What you need to do
The entries follow. Copy every line in which "trait" appears.
══════════
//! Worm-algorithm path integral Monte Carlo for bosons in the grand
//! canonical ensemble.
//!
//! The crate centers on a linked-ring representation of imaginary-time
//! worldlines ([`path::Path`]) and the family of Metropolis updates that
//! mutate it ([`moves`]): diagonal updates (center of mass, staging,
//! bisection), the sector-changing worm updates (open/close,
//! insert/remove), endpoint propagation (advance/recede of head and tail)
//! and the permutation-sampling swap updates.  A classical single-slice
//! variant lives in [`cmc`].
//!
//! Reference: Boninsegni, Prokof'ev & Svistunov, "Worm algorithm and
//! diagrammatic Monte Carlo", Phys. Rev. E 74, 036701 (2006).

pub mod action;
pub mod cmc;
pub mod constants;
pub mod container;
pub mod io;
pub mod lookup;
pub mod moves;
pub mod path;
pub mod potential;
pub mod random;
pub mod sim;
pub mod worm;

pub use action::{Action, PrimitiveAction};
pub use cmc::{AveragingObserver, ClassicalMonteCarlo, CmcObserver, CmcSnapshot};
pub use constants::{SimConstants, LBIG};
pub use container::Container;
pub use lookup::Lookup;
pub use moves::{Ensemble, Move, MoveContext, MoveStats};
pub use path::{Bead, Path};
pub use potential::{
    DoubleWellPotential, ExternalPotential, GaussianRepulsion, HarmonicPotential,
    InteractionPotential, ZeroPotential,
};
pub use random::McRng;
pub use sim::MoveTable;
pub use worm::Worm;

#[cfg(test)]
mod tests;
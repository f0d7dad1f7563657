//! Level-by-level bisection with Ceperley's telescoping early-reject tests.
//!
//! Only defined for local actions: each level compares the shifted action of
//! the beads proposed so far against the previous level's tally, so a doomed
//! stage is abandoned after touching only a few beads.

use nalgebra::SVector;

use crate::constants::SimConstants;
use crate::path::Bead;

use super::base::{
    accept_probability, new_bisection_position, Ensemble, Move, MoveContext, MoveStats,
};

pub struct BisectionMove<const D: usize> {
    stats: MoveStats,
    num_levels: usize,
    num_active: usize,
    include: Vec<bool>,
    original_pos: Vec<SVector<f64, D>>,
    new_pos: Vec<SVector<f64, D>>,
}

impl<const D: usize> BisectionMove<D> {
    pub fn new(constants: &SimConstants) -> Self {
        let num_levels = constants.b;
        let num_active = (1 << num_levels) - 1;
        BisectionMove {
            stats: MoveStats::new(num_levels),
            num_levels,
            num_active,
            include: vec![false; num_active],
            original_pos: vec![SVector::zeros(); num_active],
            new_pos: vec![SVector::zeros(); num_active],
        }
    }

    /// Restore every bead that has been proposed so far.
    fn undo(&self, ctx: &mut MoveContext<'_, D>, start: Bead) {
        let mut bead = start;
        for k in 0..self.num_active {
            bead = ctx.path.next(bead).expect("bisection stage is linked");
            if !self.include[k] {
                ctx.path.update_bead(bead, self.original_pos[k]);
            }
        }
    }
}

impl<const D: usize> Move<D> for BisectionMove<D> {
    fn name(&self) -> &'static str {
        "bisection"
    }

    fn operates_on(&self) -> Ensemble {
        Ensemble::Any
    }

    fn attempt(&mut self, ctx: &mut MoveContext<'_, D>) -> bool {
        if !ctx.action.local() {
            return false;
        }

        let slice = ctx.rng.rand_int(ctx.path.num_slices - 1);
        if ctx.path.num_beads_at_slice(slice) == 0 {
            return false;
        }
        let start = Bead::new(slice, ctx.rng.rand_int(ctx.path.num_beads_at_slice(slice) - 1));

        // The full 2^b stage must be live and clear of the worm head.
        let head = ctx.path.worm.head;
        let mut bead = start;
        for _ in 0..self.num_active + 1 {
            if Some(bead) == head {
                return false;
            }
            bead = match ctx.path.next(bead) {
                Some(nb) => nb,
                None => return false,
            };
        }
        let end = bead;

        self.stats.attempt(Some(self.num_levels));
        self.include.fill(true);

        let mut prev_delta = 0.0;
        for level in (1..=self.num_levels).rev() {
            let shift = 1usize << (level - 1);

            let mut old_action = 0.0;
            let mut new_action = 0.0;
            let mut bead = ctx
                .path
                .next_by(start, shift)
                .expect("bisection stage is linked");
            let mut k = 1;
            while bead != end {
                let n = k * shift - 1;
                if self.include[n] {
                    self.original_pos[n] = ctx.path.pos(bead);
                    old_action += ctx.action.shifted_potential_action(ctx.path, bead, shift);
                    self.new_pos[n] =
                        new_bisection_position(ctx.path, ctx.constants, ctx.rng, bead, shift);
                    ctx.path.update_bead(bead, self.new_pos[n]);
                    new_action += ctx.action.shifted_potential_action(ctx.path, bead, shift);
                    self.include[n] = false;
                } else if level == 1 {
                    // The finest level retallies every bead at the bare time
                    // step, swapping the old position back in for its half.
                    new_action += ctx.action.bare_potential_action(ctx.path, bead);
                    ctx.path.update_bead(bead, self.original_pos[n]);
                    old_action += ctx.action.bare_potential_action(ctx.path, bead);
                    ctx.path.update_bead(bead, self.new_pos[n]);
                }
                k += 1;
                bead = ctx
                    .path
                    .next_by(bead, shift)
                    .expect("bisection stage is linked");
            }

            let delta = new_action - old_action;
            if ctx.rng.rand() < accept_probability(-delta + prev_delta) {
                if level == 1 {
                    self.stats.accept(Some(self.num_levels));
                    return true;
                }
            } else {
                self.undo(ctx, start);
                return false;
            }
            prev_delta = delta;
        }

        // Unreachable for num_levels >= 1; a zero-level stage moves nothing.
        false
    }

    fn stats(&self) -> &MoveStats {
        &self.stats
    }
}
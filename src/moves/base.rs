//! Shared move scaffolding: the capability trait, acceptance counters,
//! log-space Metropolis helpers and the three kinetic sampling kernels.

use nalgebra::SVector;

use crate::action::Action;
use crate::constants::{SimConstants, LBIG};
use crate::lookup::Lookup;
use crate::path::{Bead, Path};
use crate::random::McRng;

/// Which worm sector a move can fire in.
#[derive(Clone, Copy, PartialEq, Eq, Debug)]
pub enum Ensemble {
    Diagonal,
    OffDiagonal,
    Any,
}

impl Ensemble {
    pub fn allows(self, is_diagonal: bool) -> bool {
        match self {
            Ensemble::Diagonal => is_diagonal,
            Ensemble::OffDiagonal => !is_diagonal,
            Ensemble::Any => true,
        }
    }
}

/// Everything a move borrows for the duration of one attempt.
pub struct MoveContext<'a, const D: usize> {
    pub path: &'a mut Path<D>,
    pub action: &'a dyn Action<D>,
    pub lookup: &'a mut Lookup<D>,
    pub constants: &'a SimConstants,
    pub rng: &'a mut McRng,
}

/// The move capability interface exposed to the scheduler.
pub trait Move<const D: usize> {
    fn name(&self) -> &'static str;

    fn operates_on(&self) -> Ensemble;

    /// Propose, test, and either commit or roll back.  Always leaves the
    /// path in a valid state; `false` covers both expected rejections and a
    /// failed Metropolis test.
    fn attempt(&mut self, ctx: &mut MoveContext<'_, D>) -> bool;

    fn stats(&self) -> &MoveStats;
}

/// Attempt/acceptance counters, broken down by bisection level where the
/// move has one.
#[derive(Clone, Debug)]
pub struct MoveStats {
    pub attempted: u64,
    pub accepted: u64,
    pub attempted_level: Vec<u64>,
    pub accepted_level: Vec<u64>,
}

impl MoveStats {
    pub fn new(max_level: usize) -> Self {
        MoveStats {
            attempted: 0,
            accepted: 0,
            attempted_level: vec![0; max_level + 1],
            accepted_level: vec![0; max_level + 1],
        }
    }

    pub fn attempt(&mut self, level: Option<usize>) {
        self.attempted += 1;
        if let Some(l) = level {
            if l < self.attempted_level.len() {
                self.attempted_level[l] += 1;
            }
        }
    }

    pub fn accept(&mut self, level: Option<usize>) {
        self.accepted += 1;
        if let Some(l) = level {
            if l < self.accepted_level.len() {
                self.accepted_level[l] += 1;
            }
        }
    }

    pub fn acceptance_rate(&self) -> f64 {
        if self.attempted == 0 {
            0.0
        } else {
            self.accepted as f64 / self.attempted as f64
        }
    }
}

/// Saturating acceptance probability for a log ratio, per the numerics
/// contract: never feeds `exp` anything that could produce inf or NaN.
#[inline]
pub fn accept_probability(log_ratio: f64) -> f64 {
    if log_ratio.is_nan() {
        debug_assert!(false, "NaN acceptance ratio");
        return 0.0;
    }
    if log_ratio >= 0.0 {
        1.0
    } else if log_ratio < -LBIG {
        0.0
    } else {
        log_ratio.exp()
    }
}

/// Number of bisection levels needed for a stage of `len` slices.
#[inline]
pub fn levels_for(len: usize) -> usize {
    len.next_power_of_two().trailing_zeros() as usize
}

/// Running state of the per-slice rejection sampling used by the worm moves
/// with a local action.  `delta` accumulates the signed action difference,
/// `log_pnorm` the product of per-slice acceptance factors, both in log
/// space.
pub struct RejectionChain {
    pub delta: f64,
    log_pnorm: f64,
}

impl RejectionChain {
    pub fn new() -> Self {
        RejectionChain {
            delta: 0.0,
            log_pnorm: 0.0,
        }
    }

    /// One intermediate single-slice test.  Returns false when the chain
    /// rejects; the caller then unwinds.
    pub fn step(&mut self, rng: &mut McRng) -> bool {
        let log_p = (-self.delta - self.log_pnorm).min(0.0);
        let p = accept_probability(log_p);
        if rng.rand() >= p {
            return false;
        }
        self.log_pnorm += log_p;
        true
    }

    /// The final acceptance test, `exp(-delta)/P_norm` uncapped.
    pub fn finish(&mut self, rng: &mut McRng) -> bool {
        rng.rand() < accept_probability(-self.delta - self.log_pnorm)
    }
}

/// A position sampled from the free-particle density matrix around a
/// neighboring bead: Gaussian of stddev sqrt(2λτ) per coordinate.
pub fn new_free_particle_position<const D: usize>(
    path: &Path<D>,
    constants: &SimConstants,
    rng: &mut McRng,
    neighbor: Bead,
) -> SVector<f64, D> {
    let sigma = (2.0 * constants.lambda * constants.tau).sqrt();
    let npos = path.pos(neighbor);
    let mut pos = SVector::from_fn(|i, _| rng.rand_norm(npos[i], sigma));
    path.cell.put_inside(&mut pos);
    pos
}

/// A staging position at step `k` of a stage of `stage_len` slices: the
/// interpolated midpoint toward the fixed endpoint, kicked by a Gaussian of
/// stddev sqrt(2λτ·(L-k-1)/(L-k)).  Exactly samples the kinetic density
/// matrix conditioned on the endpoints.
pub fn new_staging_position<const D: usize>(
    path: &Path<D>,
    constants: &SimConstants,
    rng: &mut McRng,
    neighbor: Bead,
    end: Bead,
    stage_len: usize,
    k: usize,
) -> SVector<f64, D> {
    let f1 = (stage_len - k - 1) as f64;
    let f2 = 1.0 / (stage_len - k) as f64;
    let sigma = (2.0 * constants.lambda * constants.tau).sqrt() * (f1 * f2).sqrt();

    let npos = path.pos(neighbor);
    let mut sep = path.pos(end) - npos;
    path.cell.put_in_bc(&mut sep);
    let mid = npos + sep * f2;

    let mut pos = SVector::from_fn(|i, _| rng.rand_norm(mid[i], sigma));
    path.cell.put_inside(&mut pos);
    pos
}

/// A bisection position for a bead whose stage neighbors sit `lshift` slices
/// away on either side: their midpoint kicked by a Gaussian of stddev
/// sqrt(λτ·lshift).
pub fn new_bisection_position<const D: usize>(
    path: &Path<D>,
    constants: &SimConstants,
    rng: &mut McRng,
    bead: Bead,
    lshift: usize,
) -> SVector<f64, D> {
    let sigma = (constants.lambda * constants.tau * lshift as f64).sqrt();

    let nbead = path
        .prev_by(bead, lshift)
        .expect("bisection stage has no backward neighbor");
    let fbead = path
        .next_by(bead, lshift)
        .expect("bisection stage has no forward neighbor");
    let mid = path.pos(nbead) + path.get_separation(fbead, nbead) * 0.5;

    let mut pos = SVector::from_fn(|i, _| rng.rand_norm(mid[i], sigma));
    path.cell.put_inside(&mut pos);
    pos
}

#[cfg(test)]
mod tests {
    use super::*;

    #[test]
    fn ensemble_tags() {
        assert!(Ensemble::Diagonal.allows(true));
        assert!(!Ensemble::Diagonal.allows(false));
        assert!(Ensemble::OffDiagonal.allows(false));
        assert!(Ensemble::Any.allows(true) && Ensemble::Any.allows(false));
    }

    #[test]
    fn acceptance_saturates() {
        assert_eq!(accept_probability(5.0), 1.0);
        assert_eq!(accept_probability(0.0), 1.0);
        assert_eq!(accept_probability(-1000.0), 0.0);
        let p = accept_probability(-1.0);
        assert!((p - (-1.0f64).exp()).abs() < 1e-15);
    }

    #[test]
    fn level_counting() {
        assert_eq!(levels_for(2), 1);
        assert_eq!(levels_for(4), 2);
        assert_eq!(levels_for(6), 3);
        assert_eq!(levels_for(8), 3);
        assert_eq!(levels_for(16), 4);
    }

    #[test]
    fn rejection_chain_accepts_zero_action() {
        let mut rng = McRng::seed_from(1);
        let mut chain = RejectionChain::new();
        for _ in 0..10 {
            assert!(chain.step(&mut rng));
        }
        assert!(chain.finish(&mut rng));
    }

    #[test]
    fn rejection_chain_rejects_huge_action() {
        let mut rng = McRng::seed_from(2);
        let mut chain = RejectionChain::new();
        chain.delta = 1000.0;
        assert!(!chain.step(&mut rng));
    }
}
══════════
Solution for this exercise
//! Shared move scaffolding: the capability trait, acceptance counters,
pub trait Move<const D: usize> {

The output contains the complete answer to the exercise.